REQUIRED WORK:
Write only the number of lines below in which "user" occurs.

==== DATA FOR THE TASK ====

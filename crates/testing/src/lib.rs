#[cfg(test)]
mod cli_tests {
    use assert_cmd::prelude::*;
    use std::{
        path::{Path, PathBuf},
        process::Command,
        sync::OnceLock,
    };
    use tempfile::tempdir;

    // The binary belongs to another package, so build it once if this test
    // run has not produced it yet.
    fn memsync_bin() -> &'static Path {
        static BIN: OnceLock<PathBuf> = OnceLock::new();
        BIN.get_or_init(|| {
            let path = assert_cmd::cargo::cargo_bin("memsync");
            if !path.exists() {
                let status = Command::new(env!("CARGO"))
                    .args(["build", "--quiet", "-p", "memsync-cli", "--bin", "memsync"])
                    .status()
                    .unwrap();
                assert!(status.success(), "building memsync failed");
            }
            path
        })
        .as_path()
    }

    fn memsync(root: &Path, remote: &Path, device: &str) -> Command {
        let mut cmd = Command::new(memsync_bin());
        cmd.arg("--root")
            .arg(root)
            .arg("--host")
            .arg(format!("file://{}", remote.display()))
            .args(["--device-id", device, "--log-level", "warn"]);
        cmd
    }

    fn stdout(cmd: &mut Command) -> String {
        let output = cmd.output().unwrap();
        assert!(
            output.status.success(),
            "command failed: {}",
            String::from_utf8_lossy(&output.stderr)
        );
        String::from_utf8(output.stdout).unwrap()
    }

    #[test]
    fn set_on_one_tree_is_visible_from_another() {
        let tmp = tempdir().unwrap();
        let remote = tmp.path().join("remote");
        let a = tmp.path().join("a");
        let b = tmp.path().join("b");

        memsync(&a, &remote, "a")
            .args(["set", "profile:user", r#"{"name":"Ana"}"#])
            .assert()
            .success();

        let out = stdout(memsync(&b, &remote, "b").args(["get", "profile:user"]));
        assert_eq!(out.trim(), r#"{"name":"Ana"}"#);
    }

    #[test]
    fn list_prints_sorted_keys_for_prefix() {
        let tmp = tempdir().unwrap();
        let remote = tmp.path().join("remote");
        let root = tmp.path().join("a");
        for key in ["fact:2", "block:1", "fact:1"] {
            memsync(&root, &remote, "a")
                .args(["set", key, "v"])
                .assert()
                .success();
        }
        let out = stdout(memsync(&root, &remote, "a").args(["list", "fact:"]));
        assert_eq!(out.lines().collect::<Vec<_>>(), vec!["fact:1", "fact:2"]);
    }

    #[test]
    fn get_missing_key_fails() {
        let tmp = tempdir().unwrap();
        memsync(&tmp.path().join("a"), &tmp.path().join("remote"), "a")
            .args(["get", "fact:404"])
            .assert()
            .failure();
    }

    #[test]
    fn reset_requires_confirmation() {
        let tmp = tempdir().unwrap();
        let remote = tmp.path().join("remote");
        let root = tmp.path().join("a");
        memsync(&root, &remote, "a")
            .args(["set", "fact:1", "x"])
            .assert()
            .success();
        memsync(&root, &remote, "a")
            .arg("reset")
            .assert()
            .failure();
        memsync(&root, &remote, "a")
            .args(["reset", "--yes"])
            .assert()
            .success();
        memsync(&root, &remote, "a")
            .args(["get", "fact:1"])
            .assert()
            .failure();
    }

    #[test]
    fn status_and_account_commands() {
        let tmp = tempdir().unwrap();
        let remote = tmp.path().join("remote");
        let root = tmp.path().join("a");

        let status = stdout(memsync(&root, &remote, "laptop").arg("status"));
        assert!(status.contains("database: memory"));
        assert!(status.contains("last_sync: never"));
        assert!(status.contains("stale: true"));

        memsync(&root, &remote, "laptop")
            .arg("sync")
            .assert()
            .success();
        let whoami = stdout(memsync(&root, &remote, "laptop").arg("whoami"));
        assert_eq!(whoami.trim(), "laptop");
        let keys = stdout(memsync(&root, &remote, "laptop").arg("keys"));
        assert!(keys.starts_with("laptop\t"));

        memsync(&root, &remote, "laptop")
            .args(["unlink-key", "laptop"])
            .assert()
            .success();
        memsync(&root, &remote, "laptop")
            .args(["unlink-key", "laptop"])
            .assert()
            .failure();
    }
}

#[cfg(test)]
mod tests {
    use std::{path::Path, time::Duration};

    use memsync_client::StorageClient;
    use memsync_core::{
        config::SessionConfig,
        errors::{ClientError, ErrorKind, Operation},
        keys,
        traits::RemoteStore,
    };
    use memsync_storage_ephemeral::{EphemeralRemote, EphemeralStore};
    use memsync_storage_git::GitStore;
    use serde::{Deserialize, Serialize};
    use tempfile::tempdir;

    #[derive(Debug, Serialize, Deserialize, PartialEq)]
    struct Fact {
        id: String,
        key: String,
        text: String,
    }

    fn file_config(remote: &Path) -> SessionConfig {
        SessionConfig::new(&format!("file://{}", remote.display()), "memory")
            .unwrap()
            .with_staleness(Duration::from_secs(3600))
    }

    fn git_client(root: &Path, remote: &Path, device: &str) -> StorageClient<GitStore> {
        let mut store = GitStore::new(root).unwrap();
        store.set_device_id(device);
        StorageClient::new(file_config(remote), store)
    }

    fn exercise_contract<S: RemoteStore>(client: &StorageClient<S>) {
        client.set("fact:1", b"one").unwrap();
        client.set("fact:2", b"two").unwrap();
        client.set("block:1", b"blk").unwrap();
        assert_eq!(client.get("fact:1").unwrap(), Some(b"one".to_vec()));

        let mut facts = client.list_keys(keys::FACT_PREFIX).unwrap();
        facts.sort();
        assert_eq!(facts, vec!["fact:1", "fact:2"]);

        client.delete("fact:1").unwrap();
        assert_eq!(client.get("fact:1").unwrap(), None);
        let err = client.get_json::<Fact>("fact:1").unwrap_err();
        assert_eq!(err.kind(), ErrorKind::NotFound);

        client
            .set_json(keys::PROFILE_KEY, &serde_json::json!({"name": "Ana"}))
            .unwrap();
        let profile: serde_json::Value = client.get_json(keys::PROFILE_KEY).unwrap();
        assert_eq!(profile["name"], "Ana");
    }

    #[test]
    fn ephemeral_backend_meets_client_contract() {
        let client = StorageClient::new(file_config(Path::new("/unused")), EphemeralStore::new());
        exercise_contract(&client);
    }

    #[test]
    fn git_backend_meets_client_contract() {
        let tmp = tempdir().unwrap();
        let client = git_client(&tmp.path().join("local"), &tmp.path().join("remote"), "a");
        exercise_contract(&client);
    }

    #[test]
    fn fact_with_secondary_key_written_in_one_batch() {
        let tmp = tempdir().unwrap();
        let client = git_client(&tmp.path().join("local"), &tmp.path().join("remote"), "a");
        let fact = Fact {
            id: keys::new_fact_id(),
            key: "home-city".into(),
            text: "Lives in Lisbon".into(),
        };
        client
            .run_read_write(|tx| -> Result<(), ClientError> {
                tx.set_json(&keys::fact_key(&fact.id), &fact)?;
                tx.set(&keys::fact_by_key(&fact.key), fact.id.as_bytes())?;
                Ok(())
            })
            .unwrap();

        let found: Fact = client
            .run_read_only(|tx| -> Result<Fact, ClientError> {
                let id = tx
                    .get(&keys::fact_by_key("home-city"))?
                    .ok_or_else(|| {
                        ClientError::not_found(Operation::Get, &keys::fact_by_key("home-city"))
                    })?;
                tx.get_json(&keys::fact_key(&String::from_utf8_lossy(&id)))
            })
            .unwrap();
        assert_eq!(found, fact);
    }

    #[test]
    fn failed_git_batch_leaves_nothing_behind() {
        let tmp = tempdir().unwrap();
        let remote = tmp.path().join("remote");
        let client = git_client(&tmp.path().join("local"), &remote, "a");
        let res: Result<(), ClientError> = client.run_read_write(|tx| {
            tx.set("block:1", b"half")?;
            Err(ClientError::not_found(Operation::Get, "block:missing"))
        });
        assert!(res.is_err());
        assert!(!remote.join("memory").exists());
        assert_eq!(client.store().pending_changes("memory").unwrap(), 0);
        assert_eq!(client.get("block:1").unwrap(), None);
    }

    #[test]
    fn independent_processes_share_through_remote() {
        let tmp = tempdir().unwrap();
        let remote = tmp.path().join("remote");
        let writer = git_client(&tmp.path().join("w"), &remote, "writer");
        let patient = git_client(&tmp.path().join("p"), &remote, "patient");
        let eager = StorageClient::new(
            file_config(&remote).with_staleness(Duration::ZERO),
            {
                let mut s = GitStore::new(tmp.path().join("e")).unwrap();
                s.set_device_id("eager");
                s
            },
        );

        // patient syncs once up front, then trusts local data for an hour
        patient.sync().unwrap();
        writer.set("block:1", b"v1").unwrap();

        assert_eq!(eager.get("block:1").unwrap(), Some(b"v1".to_vec()));
        assert_eq!(patient.get("block:1").unwrap(), None);
        patient.sync().unwrap();
        assert_eq!(patient.get("block:1").unwrap(), Some(b"v1".to_vec()));

        let mut devices: Vec<String> = writer
            .list_authorized_keys()
            .unwrap()
            .into_iter()
            .map(|k| k.id)
            .collect();
        devices.sort();
        assert_eq!(devices, vec!["eager", "patient", "writer"]);
    }

    #[test]
    fn local_writes_without_auto_sync_stay_local() {
        let tmp = tempdir().unwrap();
        let remote = tmp.path().join("remote");
        let mut store = GitStore::new(tmp.path().join("local")).unwrap();
        store.set_device_id("a");
        let client = StorageClient::new(file_config(&remote).with_auto_sync(false), store);
        client.set("fact:1", b"x").unwrap();
        assert_eq!(client.store().pending_changes("memory").unwrap(), 1);
        assert!(!remote.join("memory").exists());

        client.sync().unwrap();
        assert_eq!(client.store().pending_changes("memory").unwrap(), 0);
        assert!(remote.join("memory").exists());
    }

    #[test]
    fn staleness_bounds_what_readers_see() {
        let remote = EphemeralRemote::default();
        let cfg = file_config(Path::new("/unused"));
        let writer = StorageClient::new(cfg.clone(), EphemeralStore::with_remote(remote.clone()));
        let reader_store = EphemeralStore::with_remote(remote.clone());
        let reader = StorageClient::new(cfg, reader_store.clone());

        reader.sync().unwrap();
        writer.set("fact:1", b"new").unwrap();
        assert_eq!(reader.get("fact:1").unwrap(), None);

        reader_store.set_last_sync(
            "memory",
            Some(chrono::Utc::now() - chrono::Duration::hours(2)),
        );
        let before = remote.sync_count();
        assert_eq!(reader.get("fact:1").unwrap(), Some(b"new".to_vec()));
        assert_eq!(remote.sync_count(), before + 1);
    }

    #[test]
    fn long_keys_round_trip_through_git_client() {
        let tmp = tempdir().unwrap();
        let remote = tmp.path().join("remote");
        let writer = git_client(&tmp.path().join("w"), &remote, "w");
        let reader = git_client(&tmp.path().join("r"), &remote, "r");
        let key = keys::fact_by_key(&"k".repeat(189));
        assert_eq!(key.len(), 200);

        writer.set(&key, b"fact_1").unwrap();
        assert_eq!(writer.get(&key).unwrap(), Some(b"fact_1".to_vec()));
        assert_eq!(reader.get(&key).unwrap(), Some(b"fact_1".to_vec()));
        assert_eq!(reader.list_keys(keys::FACT_BY_KEY_PREFIX).unwrap(), vec![key]);
    }

    #[test]
    fn unreadable_sync_stamp_is_an_open_failure() {
        let tmp = tempdir().unwrap();
        let root = tmp.path().join("local");
        let client = git_client(&root, &tmp.path().join("remote"), "a");
        client.sync().unwrap();
        std::fs::write(root.join("meta").join("memory").join("SYNC.json"), b"{oops").unwrap();

        let err = client.last_synced_at().unwrap_err();
        assert_eq!(err.kind(), ErrorKind::Connectivity);
        assert_eq!(err.operation(), Some(Operation::Open));
        let err = client.get("fact:1").unwrap_err();
        assert_eq!(err.operation(), Some(Operation::Open));
    }
}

====

REPLY:
2